- Interactive map of Jumbo's

Restaurant information
- Closed: July 2014
- Location: Miami, Florida, United States
- Coordinates: 25°50′37″N 80°12′32″W﻿ / ﻿25.8436°N 80.2088°W

= Jumbo's =

Defunct restaurant in Miami, Florida, U.S.

Jumbo's was a restaurant in Miami's Little River neighborhood, in the U.S. state of Florida. It initially was named Jumbo Frank's before a family from Pennsylvania bought the business and was subsequently renamed to Jumbo's. Its owners identified it as the first white-owned restaurant in Miami to employ and serve black people, having done so in the late 1960s. The restaurant closed in July 2014 after nearly 60 years of business serving foods including conch, fried chicken, and shrimp.

== History ==
After having previously operated under the name Jumbo Frank's, the restaurant was then bought by a family from Gibsonia, Pennsylvania, in 1955; it was then renamed and operated as Jumbo's. The diner was located near the intersection of Seventh Avenue and Northwest 75th Street in Little River. According to the owners, Jumbo's became the first white-owned restaurant in Miami to employ and serve black people, beginning in the late 1960s. Notably, three black people were employed there, and thirty white employees quit as a result of this move.

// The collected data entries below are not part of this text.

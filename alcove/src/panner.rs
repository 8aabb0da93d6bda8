//! 3D panning, distance attenuation, doppler, and cone filtering
//!
//! The panner owns all listener state plus the global doppler factor, speed
//! of sound, and distance model. `compute_mix` is a pure function of that
//! state and one source's spatial parameters: it produces the stereo volume
//! matrix, the doppler pitch shift, and a lowpass amount for the cone filter.
//! The update pass calls it once per dirty source.
//!
//! Mono sources are panned constant-power across a virtual speaker layout and
//! folded down to stereo; stereo sources bypass spatialization entirely and
//! receive the plain gain product.

use glam::Vec3;

use crate::error::{Error, Result};

const HALF_PI: f32 = std::f32::consts::FRAC_PI_2;
const TWO_PI: f32 = std::f32::consts::TAU;

/// Stereo folddown weight for center/side/back feeds
const FOLDDOWN: f32 = 0.707;

// Virtual speaker indices for the pan layout
const SP_FL: usize = 0;
const SP_FR: usize = 1;
const SP_C: usize = 2;
const SP_SL: usize = 4;
const SP_SR: usize = 5;
const SP_BL: usize = 6;
const SP_BR: usize = 7;
const SP_COUNT: usize = 8;

/// Azimuth table for the pan layout, radians clockwise from front.
/// The first and last entries wrap the front pair so every angle in
/// [0, 2pi] lands between two neighbors.
const SPEAKER_ANGLES: [(f32, usize); 8] = [
    (-30.0 * std::f32::consts::PI / 180.0, SP_FL),
    (30.0 * std::f32::consts::PI / 180.0, SP_FR),
    (90.0 * std::f32::consts::PI / 180.0, SP_SR),
    (135.0 * std::f32::consts::PI / 180.0, SP_BR),
    (225.0 * std::f32::consts::PI / 180.0, SP_BL),
    (270.0 * std::f32::consts::PI / 180.0, SP_SL),
    (330.0 * std::f32::consts::PI / 180.0, SP_FL),
    (390.0 * std::f32::consts::PI / 180.0, SP_FR),
];

/// Distance attenuation models
#[derive(Debug, Clone, Copy, PartialEq, Eq)]
pub enum DistanceModel {
    None,
    Inverse,
    InverseClamped,
    Linear,
    LinearClamped,
    Exponent,
    ExponentClamped,
}

/// Spatial inputs to `compute_mix`, a snapshot of one source's 3D state
#[derive(Debug, Clone, Copy)]
pub struct SpatialParams {
    pub position: Vec3,
    pub velocity: Vec3,
    /// Cone axis; zero vector means omnidirectional
    pub direction: Vec3,
    /// Position/velocity are already listener-relative
    pub listener_relative: bool,
    pub gain: f32,
    pub min_gain: f32,
    pub max_gain: f32,
    pub ref_distance: f32,
    pub max_distance: f32,
    pub rolloff: f32,
    /// Cone angles in degrees
    pub cone_inner_angle: f32,
    pub cone_outer_angle: f32,
    pub cone_outer_gain: f32,
    /// Lowpass amount outside the cone, 1.0 = no filtering
    pub cone_outer_lowpass: f32,
}

impl Default for SpatialParams {
    fn default() -> Self {
        Self {
            position: Vec3::ZERO,
            velocity: Vec3::ZERO,
            direction: Vec3::ZERO,
            listener_relative: false,
            gain: 1.0,
            min_gain: 0.0,
            max_gain: 1.0,
            ref_distance: 1.0,
            max_distance: f32::MAX,
            rolloff: 1.0,
            cone_inner_angle: 360.0,
            cone_outer_angle: 360.0,
            cone_outer_gain: 0.0,
            cone_outer_lowpass: 1.0,
        }
    }
}

/// Result of one mix computation
#[derive(Debug, Clone, Copy, PartialEq)]
pub struct MixOutput {
    /// Left/right channel gains
    pub gains: [f32; 2],
    /// Pitch multiplier from relative motion; 0.0 means the effect is
    /// disabled and the caller substitutes 1.0
    pub doppler: f32,
    /// Cone lowpass amount, 1.0 = open
    pub lowpass: f32,
}

/// Listener state plus the global spatialization knobs
#[derive(Debug, Clone)]
pub struct Panner {
    position: Vec3,
    velocity: Vec3,
    forward: Vec3,
    up: Vec3,
    gain: f32,
    doppler_factor: f32,
    speed_of_sound: f32,
    distance_model: DistanceModel,
}

impl Default for Panner {
    fn default() -> Self {
        Self {
            position: Vec3::ZERO,
            velocity: Vec3::ZERO,
            forward: Vec3::new(0.0, 0.0, -1.0),
            up: Vec3::new(0.0, 1.0, 0.0),
            gain: 1.0,
            doppler_factor: 1.0,
            speed_of_sound: 343.3,
            distance_model: DistanceModel::InverseClamped,
        }
    }
}

impl Panner {
    pub fn new() -> Self {
        Self::default()
    }

    pub fn set_position(&mut self, position: Vec3) -> Result<()> {
        check_finite(position, "listener position")?;
        self.position = position;
        Ok(())
    }

    pub fn position(&self) -> Vec3 {
        self.position
    }

    /// Listener velocity, rejected above the speed of sound
    pub fn set_velocity(&mut self, velocity: Vec3) -> Result<()> {
        check_finite(velocity, "listener velocity")?;
        if velocity.length_squared() > self.speed_of_sound * self.speed_of_sound {
            return Err(Error::InvalidValue(
                "listener velocity exceeds the speed of sound".to_string(),
            ));
        }
        self.velocity = velocity;
        Ok(())
    }

    pub fn velocity(&self) -> Vec3 {
        self.velocity
    }

    /// Orientation as forward and up vectors; both are normalized and must
    /// have nonzero length
    pub fn set_orientation(&mut self, forward: Vec3, up: Vec3) -> Result<()> {
        check_finite(forward, "listener forward")?;
        check_finite(up, "listener up")?;
        let forward = forward
            .try_normalize()
            .ok_or_else(|| Error::InvalidValue("zero-length forward vector".to_string()))?;
        let up = up
            .try_normalize()
            .ok_or_else(|| Error::InvalidValue("zero-length up vector".to_string()))?;
        self.forward = forward;
        self.up = up;
        Ok(())
    }

    pub fn orientation(&self) -> (Vec3, Vec3) {
        (self.forward, self.up)
    }

    pub fn set_gain(&mut self, gain: f32) -> Result<()> {
        if !gain.is_finite() || gain < 0.0 {
            return Err(Error::InvalidValue("negative listener gain".to_string()));
        }
        self.gain = gain;
        Ok(())
    }

    pub fn gain(&self) -> f32 {
        self.gain
    }

    pub fn set_doppler_factor(&mut self, factor: f32) -> Result<()> {
        if !factor.is_finite() || factor < 0.0 {
            return Err(Error::InvalidValue("negative doppler factor".to_string()));
        }
        self.doppler_factor = factor;
        Ok(())
    }

    pub fn doppler_factor(&self) -> f32 {
        self.doppler_factor
    }

    pub fn set_speed_of_sound(&mut self, speed: f32) -> Result<()> {
        if !speed.is_finite() || speed < 0.0 {
            return Err(Error::InvalidValue("negative speed of sound".to_string()));
        }
        self.speed_of_sound = speed;
        Ok(())
    }

    pub fn speed_of_sound(&self) -> f32 {
        self.speed_of_sound
    }

    pub fn set_distance_model(&mut self, model: DistanceModel) {
        self.distance_model = model;
    }

    pub fn distance_model(&self) -> DistanceModel {
        self.distance_model
    }

    /// Compute the volume matrix, doppler shift, and cone lowpass for one
    /// source.
    ///
    /// Stereo content is not spatialized: it gets the listener gain times the
    /// clamped source gain on both channels, no doppler, no filtering.
    pub fn compute_mix(&self, p: &SpatialParams, channels: u16) -> Result<MixOutput> {
        check_finite(p.position, "source position")?;
        check_finite(p.velocity, "source velocity")?;
        check_finite(p.direction, "source direction")?;
        if p.ref_distance < 0.0 {
            return Err(Error::InvalidValue("negative reference distance".to_string()));
        }
        if p.max_distance < p.ref_distance {
            return Err(Error::InvalidValue(
                "max distance below reference distance".to_string(),
            ));
        }

        let source_gain = p.gain.clamp(p.min_gain, p.max_gain);

        if channels >= 2 {
            let g = self.gain * source_gain;
            return Ok(MixOutput {
                gains: [g, g],
                doppler: 0.0,
                lowpass: 1.0,
            });
        }

        let rel = if p.listener_relative {
            p.position
        } else {
            self.to_listener_space(p.position)
        };

        let attenuation = self.distance_gain(rel, p.ref_distance, p.max_distance, p.rolloff);
        let doppler = self.doppler_shift(rel, p.velocity);
        let (cone_gain, lowpass) = cone_filter(
            rel,
            p.direction,
            p.cone_inner_angle,
            p.cone_outer_angle,
            p.cone_outer_gain,
            p.cone_outer_lowpass,
        );
        let pan = speaker_volumes(rel);

        let total = self.gain * attenuation * cone_gain * source_gain;
        Ok(MixOutput {
            gains: [pan[0] * total, pan[1] * total],
            doppler,
            lowpass,
        })
    }

    /// Rotate a world position into the listener's frame: +x right, +y up,
    /// +z behind the listener (so a source dead ahead has negative z).
    fn to_listener_space(&self, position: Vec3) -> Vec3 {
        let rel = position - self.position;
        let right = self.forward.cross(self.up);
        Vec3::new(rel.dot(right), rel.dot(self.up), rel.dot(-self.forward))
    }

    fn distance_gain(&self, rel: Vec3, ref_distance: f32, max_distance: f32, rolloff: f32) -> f32 {
        if rolloff <= 0.0 {
            return 1.0;
        }

        let distance = rel.length();
        let mut gain = 1.0;
        match self.distance_model {
            DistanceModel::None => {}
            DistanceModel::Inverse | DistanceModel::InverseClamped => {
                let d = if self.distance_model == DistanceModel::InverseClamped {
                    distance.clamp(ref_distance, max_distance)
                } else {
                    distance
                };
                if ref_distance > 0.0 {
                    let rolled = ref_distance + (d - ref_distance) * rolloff;
                    if rolled > 0.0 {
                        gain = ref_distance / rolled;
                    }
                }
            }
            DistanceModel::Linear | DistanceModel::LinearClamped => {
                let d = if self.distance_model == DistanceModel::LinearClamped {
                    distance.clamp(ref_distance, max_distance)
                } else {
                    distance
                };
                if max_distance != ref_distance {
                    let attenuation = (d - ref_distance) / (max_distance - ref_distance) * rolloff;
                    gain = (1.0 - attenuation).max(0.0);
                }
            }
            DistanceModel::Exponent | DistanceModel::ExponentClamped => {
                let d = if self.distance_model == DistanceModel::ExponentClamped {
                    distance.clamp(ref_distance, max_distance)
                } else {
                    distance
                };
                if d > 0.0 && ref_distance > 0.0 {
                    gain = (d / ref_distance).powf(-rolloff);
                }
            }
        }
        gain
    }

    fn doppler_shift(&self, rel: Vec3, source_velocity: Vec3) -> f32 {
        if self.doppler_factor == 0.0 {
            return 0.0;
        }

        let to_listener = (-rel).normalize_or_zero();
        let v_listener = self.velocity.dot(to_listener);
        let v_source = source_velocity.dot(to_listener);

        self.doppler_factor * ((self.speed_of_sound - v_listener) / (self.speed_of_sound - v_source))
    }
}

fn check_finite(v: Vec3, what: &str) -> Result<()> {
    if v.is_finite() {
        Ok(())
    } else {
        Err(Error::InvalidValue(format!("non-finite {what}")))
    }
}

/// Cone attenuation: interpolate volume and lowpass between the inner and
/// outer angles of the emission cone.
fn cone_filter(
    rel: Vec3,
    direction: Vec3,
    inner_angle: f32,
    outer_angle: f32,
    outer_gain: f32,
    outer_lowpass: f32,
) -> (f32, f32) {
    let axis = direction.normalize_or_zero();
    let to_listener = (-rel).normalize_or_zero();

    let dot = axis.dot(to_listener).clamp(-1.0, 1.0);
    let angle = if dot.abs() < f32::EPSILON {
        0.0
    } else {
        dot.acos().to_degrees()
    };

    if angle >= inner_angle && angle <= outer_angle {
        let span = outer_angle - inner_angle;
        let t = if span > 0.0 { (angle - inner_angle) / span } else { 0.0 };
        (
            1.0 + (outer_gain - 1.0) * t,
            1.0 + (outer_lowpass - 1.0) * t,
        )
    } else if angle > outer_angle {
        (outer_gain, outer_lowpass)
    } else {
        (1.0, 1.0)
    }
}

/// Constant-power pan across the virtual layout, folded down to stereo
fn speaker_volumes(rel: Vec3) -> [f32; 2] {
    let unit = rel.normalize_or_zero();

    // A source exactly at the listener emits from the front, not the rear.
    let mut azimuth = if unit == Vec3::ZERO {
        0.0
    } else {
        rel.x.atan2(-rel.z)
    };
    if azimuth < 0.0 {
        azimuth += TWO_PI;
    }

    let (s1, s2, t) = speaker_pair(azimuth);

    let mut feeds = [0.0f32; SP_COUNT];
    feeds[s1] = (t * HALF_PI).cos();
    feeds[s2] = (t * HALF_PI).sin();

    [
        feeds[SP_FL] + FOLDDOWN * (feeds[SP_C] + feeds[SP_SL] + feeds[SP_BL]),
        feeds[SP_FR] + FOLDDOWN * (feeds[SP_C] + feeds[SP_SR] + feeds[SP_BR]),
    ]
}

/// Find the speaker pair bracketing `azimuth` and the interpolation position
/// between them
fn speaker_pair(azimuth: f32) -> (usize, usize, f32) {
    let mut left = &SPEAKER_ANGLES[0];
    let mut right = &SPEAKER_ANGLES[1];
    for window in SPEAKER_ANGLES.windows(2) {
        left = &window[0];
        right = &window[1];
        if azimuth >= left.0 && azimuth < right.0 {
            break;
        }
    }
    let t = ((azimuth - left.0) / (right.0 - left.0)).clamp(0.0, 1.0);
    (left.1, right.1, t)
}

The restaurant was not affected during the 1980 Miami riots, and some people who participated in the civil unrest went to Jumbo's after it concluded. In 2005, the diner's dining room was substantially damaged following Hurricane Wilma, with damage totaling in excess of $400,000. Seven years later, the restaurant was again damaged after a pickup truck crashed into a parked vehicle in the restaurant's parking lot; the impacted car was pushed into the entrance and dining room, killing two people who were just outside the restaurant.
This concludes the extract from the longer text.